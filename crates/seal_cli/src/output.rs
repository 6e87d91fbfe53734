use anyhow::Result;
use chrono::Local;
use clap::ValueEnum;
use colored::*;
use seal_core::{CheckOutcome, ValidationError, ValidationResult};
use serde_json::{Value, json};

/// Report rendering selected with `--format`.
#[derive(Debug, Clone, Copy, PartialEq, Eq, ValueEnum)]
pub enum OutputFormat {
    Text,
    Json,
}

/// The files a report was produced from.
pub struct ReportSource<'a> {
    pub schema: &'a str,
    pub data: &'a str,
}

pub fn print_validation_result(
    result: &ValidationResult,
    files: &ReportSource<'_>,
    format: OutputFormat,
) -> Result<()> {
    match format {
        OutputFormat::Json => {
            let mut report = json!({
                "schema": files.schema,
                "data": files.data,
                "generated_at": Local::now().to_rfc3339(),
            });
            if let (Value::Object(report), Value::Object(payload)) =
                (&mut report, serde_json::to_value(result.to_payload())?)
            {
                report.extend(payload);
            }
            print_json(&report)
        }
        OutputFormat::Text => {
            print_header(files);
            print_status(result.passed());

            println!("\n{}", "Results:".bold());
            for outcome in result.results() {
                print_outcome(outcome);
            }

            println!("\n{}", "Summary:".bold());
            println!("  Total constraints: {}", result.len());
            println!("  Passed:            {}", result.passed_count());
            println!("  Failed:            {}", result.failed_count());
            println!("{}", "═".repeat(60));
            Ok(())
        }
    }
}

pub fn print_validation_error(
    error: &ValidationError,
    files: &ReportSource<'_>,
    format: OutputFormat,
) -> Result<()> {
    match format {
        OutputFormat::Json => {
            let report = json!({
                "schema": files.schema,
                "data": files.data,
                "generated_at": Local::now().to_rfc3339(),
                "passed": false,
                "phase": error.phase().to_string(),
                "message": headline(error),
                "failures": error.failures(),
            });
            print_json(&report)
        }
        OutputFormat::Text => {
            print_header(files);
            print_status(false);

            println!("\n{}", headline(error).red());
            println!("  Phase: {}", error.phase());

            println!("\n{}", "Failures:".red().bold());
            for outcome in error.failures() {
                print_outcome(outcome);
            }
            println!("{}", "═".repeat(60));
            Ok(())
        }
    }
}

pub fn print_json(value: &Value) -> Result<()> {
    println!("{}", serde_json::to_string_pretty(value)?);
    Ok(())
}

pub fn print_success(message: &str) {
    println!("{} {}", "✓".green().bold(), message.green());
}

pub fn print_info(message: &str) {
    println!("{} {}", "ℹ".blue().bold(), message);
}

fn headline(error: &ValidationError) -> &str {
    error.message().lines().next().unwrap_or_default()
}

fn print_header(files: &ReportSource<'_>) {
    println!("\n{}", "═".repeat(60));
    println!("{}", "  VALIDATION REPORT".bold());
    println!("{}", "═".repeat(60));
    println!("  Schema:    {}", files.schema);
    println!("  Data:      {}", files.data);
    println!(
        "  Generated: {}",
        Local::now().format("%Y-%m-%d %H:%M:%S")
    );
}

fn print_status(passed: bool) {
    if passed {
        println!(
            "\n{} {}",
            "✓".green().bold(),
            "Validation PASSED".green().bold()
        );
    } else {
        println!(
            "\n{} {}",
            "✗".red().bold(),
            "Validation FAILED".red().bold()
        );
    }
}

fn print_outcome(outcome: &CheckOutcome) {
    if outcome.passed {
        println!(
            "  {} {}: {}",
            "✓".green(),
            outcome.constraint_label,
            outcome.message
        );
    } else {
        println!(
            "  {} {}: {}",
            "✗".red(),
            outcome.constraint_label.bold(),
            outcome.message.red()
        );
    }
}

^^^^^^^^^^^^^^^^

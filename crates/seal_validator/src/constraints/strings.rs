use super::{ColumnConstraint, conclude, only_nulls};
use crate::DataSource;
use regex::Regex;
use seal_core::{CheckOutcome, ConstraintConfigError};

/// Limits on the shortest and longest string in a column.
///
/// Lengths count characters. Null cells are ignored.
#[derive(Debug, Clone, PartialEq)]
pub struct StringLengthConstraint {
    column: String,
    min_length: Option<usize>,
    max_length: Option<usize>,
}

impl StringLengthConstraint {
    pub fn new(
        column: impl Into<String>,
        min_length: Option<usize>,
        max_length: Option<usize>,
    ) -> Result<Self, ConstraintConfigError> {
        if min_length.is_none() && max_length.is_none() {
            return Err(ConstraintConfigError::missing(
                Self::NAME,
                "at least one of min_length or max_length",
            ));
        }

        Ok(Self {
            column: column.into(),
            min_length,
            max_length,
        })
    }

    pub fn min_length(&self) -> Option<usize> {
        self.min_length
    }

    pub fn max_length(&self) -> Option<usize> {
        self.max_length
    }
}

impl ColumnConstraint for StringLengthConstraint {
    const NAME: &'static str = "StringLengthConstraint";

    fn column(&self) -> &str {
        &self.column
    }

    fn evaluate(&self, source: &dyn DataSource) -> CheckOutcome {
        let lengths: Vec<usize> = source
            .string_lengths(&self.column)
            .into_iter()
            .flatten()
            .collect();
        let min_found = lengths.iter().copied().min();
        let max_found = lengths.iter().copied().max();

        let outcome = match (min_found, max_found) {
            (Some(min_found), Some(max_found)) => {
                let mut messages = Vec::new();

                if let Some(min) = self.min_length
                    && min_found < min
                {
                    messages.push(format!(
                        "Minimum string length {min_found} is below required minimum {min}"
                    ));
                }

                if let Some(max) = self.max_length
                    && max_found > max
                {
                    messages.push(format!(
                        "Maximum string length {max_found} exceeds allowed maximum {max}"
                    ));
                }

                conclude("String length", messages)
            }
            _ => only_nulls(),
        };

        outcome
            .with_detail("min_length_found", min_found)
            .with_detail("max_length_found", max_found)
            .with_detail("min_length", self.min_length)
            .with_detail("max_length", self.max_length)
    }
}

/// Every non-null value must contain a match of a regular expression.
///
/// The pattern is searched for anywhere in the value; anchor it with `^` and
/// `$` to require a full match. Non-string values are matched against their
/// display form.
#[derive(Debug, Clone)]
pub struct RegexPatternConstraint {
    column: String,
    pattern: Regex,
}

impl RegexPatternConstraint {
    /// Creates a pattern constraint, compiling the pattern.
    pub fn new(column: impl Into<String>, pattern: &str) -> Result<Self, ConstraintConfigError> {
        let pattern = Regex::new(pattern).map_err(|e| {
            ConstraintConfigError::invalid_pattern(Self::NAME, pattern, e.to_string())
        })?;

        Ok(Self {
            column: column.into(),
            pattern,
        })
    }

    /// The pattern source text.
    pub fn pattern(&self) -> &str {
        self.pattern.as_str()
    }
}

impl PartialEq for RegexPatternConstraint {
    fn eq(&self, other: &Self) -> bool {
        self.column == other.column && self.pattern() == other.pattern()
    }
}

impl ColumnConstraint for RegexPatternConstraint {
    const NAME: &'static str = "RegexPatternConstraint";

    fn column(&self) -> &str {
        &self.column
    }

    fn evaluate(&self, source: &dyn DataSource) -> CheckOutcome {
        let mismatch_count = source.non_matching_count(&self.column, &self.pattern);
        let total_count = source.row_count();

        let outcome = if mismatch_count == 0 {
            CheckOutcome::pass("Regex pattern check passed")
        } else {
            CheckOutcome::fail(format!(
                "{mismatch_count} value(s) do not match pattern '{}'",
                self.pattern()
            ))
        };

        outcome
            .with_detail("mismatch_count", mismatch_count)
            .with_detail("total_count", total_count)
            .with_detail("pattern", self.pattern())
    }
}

^^^^^^^^^^^^^^^^

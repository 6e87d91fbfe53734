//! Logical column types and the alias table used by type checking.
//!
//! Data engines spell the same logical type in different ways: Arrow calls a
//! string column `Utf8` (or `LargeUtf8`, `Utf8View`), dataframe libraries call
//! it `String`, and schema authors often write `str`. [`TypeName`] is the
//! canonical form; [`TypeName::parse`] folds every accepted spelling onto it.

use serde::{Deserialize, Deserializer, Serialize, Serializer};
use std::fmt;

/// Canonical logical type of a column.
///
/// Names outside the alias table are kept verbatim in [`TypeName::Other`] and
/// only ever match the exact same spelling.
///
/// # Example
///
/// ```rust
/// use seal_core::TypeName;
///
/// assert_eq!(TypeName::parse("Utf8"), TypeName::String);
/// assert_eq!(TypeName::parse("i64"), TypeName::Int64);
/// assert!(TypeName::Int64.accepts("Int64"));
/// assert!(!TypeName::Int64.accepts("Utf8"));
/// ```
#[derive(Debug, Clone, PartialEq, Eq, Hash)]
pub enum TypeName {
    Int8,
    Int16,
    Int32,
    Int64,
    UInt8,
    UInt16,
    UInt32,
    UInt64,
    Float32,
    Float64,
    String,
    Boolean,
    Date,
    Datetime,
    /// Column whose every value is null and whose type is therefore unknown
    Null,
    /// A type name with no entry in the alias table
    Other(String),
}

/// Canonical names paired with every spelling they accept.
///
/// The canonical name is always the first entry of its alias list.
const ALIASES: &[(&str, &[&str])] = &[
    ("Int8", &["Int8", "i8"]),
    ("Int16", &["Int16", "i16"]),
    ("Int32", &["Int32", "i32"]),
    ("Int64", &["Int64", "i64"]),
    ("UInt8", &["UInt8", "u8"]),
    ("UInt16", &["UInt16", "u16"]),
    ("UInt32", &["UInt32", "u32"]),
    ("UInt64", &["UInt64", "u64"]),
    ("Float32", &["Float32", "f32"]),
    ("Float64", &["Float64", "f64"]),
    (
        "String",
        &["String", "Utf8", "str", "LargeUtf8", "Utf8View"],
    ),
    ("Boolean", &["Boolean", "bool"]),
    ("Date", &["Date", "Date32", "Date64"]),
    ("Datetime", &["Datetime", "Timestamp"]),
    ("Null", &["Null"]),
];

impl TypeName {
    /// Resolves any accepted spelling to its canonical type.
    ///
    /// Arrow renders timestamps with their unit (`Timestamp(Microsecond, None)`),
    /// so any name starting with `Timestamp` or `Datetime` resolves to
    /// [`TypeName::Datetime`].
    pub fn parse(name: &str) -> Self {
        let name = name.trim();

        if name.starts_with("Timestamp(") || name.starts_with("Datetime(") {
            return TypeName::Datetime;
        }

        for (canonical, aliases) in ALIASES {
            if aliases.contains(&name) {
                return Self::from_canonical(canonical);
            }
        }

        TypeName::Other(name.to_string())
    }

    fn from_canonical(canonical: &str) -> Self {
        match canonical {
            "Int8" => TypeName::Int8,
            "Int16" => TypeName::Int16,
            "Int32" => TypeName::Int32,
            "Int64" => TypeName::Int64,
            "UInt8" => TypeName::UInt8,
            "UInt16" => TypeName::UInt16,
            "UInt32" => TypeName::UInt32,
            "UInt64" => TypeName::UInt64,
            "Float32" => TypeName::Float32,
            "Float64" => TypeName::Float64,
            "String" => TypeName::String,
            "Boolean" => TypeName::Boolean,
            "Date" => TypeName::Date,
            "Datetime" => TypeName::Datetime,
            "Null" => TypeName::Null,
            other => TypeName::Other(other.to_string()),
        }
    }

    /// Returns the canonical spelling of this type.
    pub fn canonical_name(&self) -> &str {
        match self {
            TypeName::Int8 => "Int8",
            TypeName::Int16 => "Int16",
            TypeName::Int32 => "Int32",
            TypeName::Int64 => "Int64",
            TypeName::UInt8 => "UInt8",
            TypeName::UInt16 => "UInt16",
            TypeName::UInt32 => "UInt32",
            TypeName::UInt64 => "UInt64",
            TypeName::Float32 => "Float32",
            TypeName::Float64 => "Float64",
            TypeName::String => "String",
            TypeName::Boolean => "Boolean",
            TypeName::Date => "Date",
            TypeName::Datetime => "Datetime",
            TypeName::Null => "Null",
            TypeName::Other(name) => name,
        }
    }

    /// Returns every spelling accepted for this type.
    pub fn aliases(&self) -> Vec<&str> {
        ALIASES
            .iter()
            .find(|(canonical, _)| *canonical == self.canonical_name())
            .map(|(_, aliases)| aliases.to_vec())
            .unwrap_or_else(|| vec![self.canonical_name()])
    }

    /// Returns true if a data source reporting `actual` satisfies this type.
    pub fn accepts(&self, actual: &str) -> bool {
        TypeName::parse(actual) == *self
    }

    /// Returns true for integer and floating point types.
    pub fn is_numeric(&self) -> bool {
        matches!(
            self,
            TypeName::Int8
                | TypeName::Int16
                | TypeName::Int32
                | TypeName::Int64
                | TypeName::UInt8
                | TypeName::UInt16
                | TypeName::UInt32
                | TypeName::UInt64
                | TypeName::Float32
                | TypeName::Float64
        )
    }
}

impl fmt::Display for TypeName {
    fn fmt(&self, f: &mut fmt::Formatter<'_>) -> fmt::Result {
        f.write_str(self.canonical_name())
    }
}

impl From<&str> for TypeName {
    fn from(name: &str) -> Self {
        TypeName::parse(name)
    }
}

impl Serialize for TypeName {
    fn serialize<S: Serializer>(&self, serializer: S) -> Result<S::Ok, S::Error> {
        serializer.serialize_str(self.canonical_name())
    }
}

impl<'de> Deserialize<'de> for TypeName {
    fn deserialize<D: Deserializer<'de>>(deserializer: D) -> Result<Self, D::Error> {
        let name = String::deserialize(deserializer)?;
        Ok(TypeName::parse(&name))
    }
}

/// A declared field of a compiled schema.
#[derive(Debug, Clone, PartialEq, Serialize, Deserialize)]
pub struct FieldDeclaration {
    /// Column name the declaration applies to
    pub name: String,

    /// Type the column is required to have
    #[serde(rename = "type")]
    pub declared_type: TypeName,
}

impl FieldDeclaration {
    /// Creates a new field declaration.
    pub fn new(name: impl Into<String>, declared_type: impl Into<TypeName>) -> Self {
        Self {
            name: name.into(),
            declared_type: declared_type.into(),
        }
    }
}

^^^^^^^^^^^^^^^^

TRY IT:
Where a line in the entries holds "ReportSource", copy that line.

REPLY TO THE TASK:
pub struct ReportSource<'a> {
    files: &ReportSource<'_>,
    files: &ReportSource<'_>,
fn print_header(files: &ReportSource<'_>) {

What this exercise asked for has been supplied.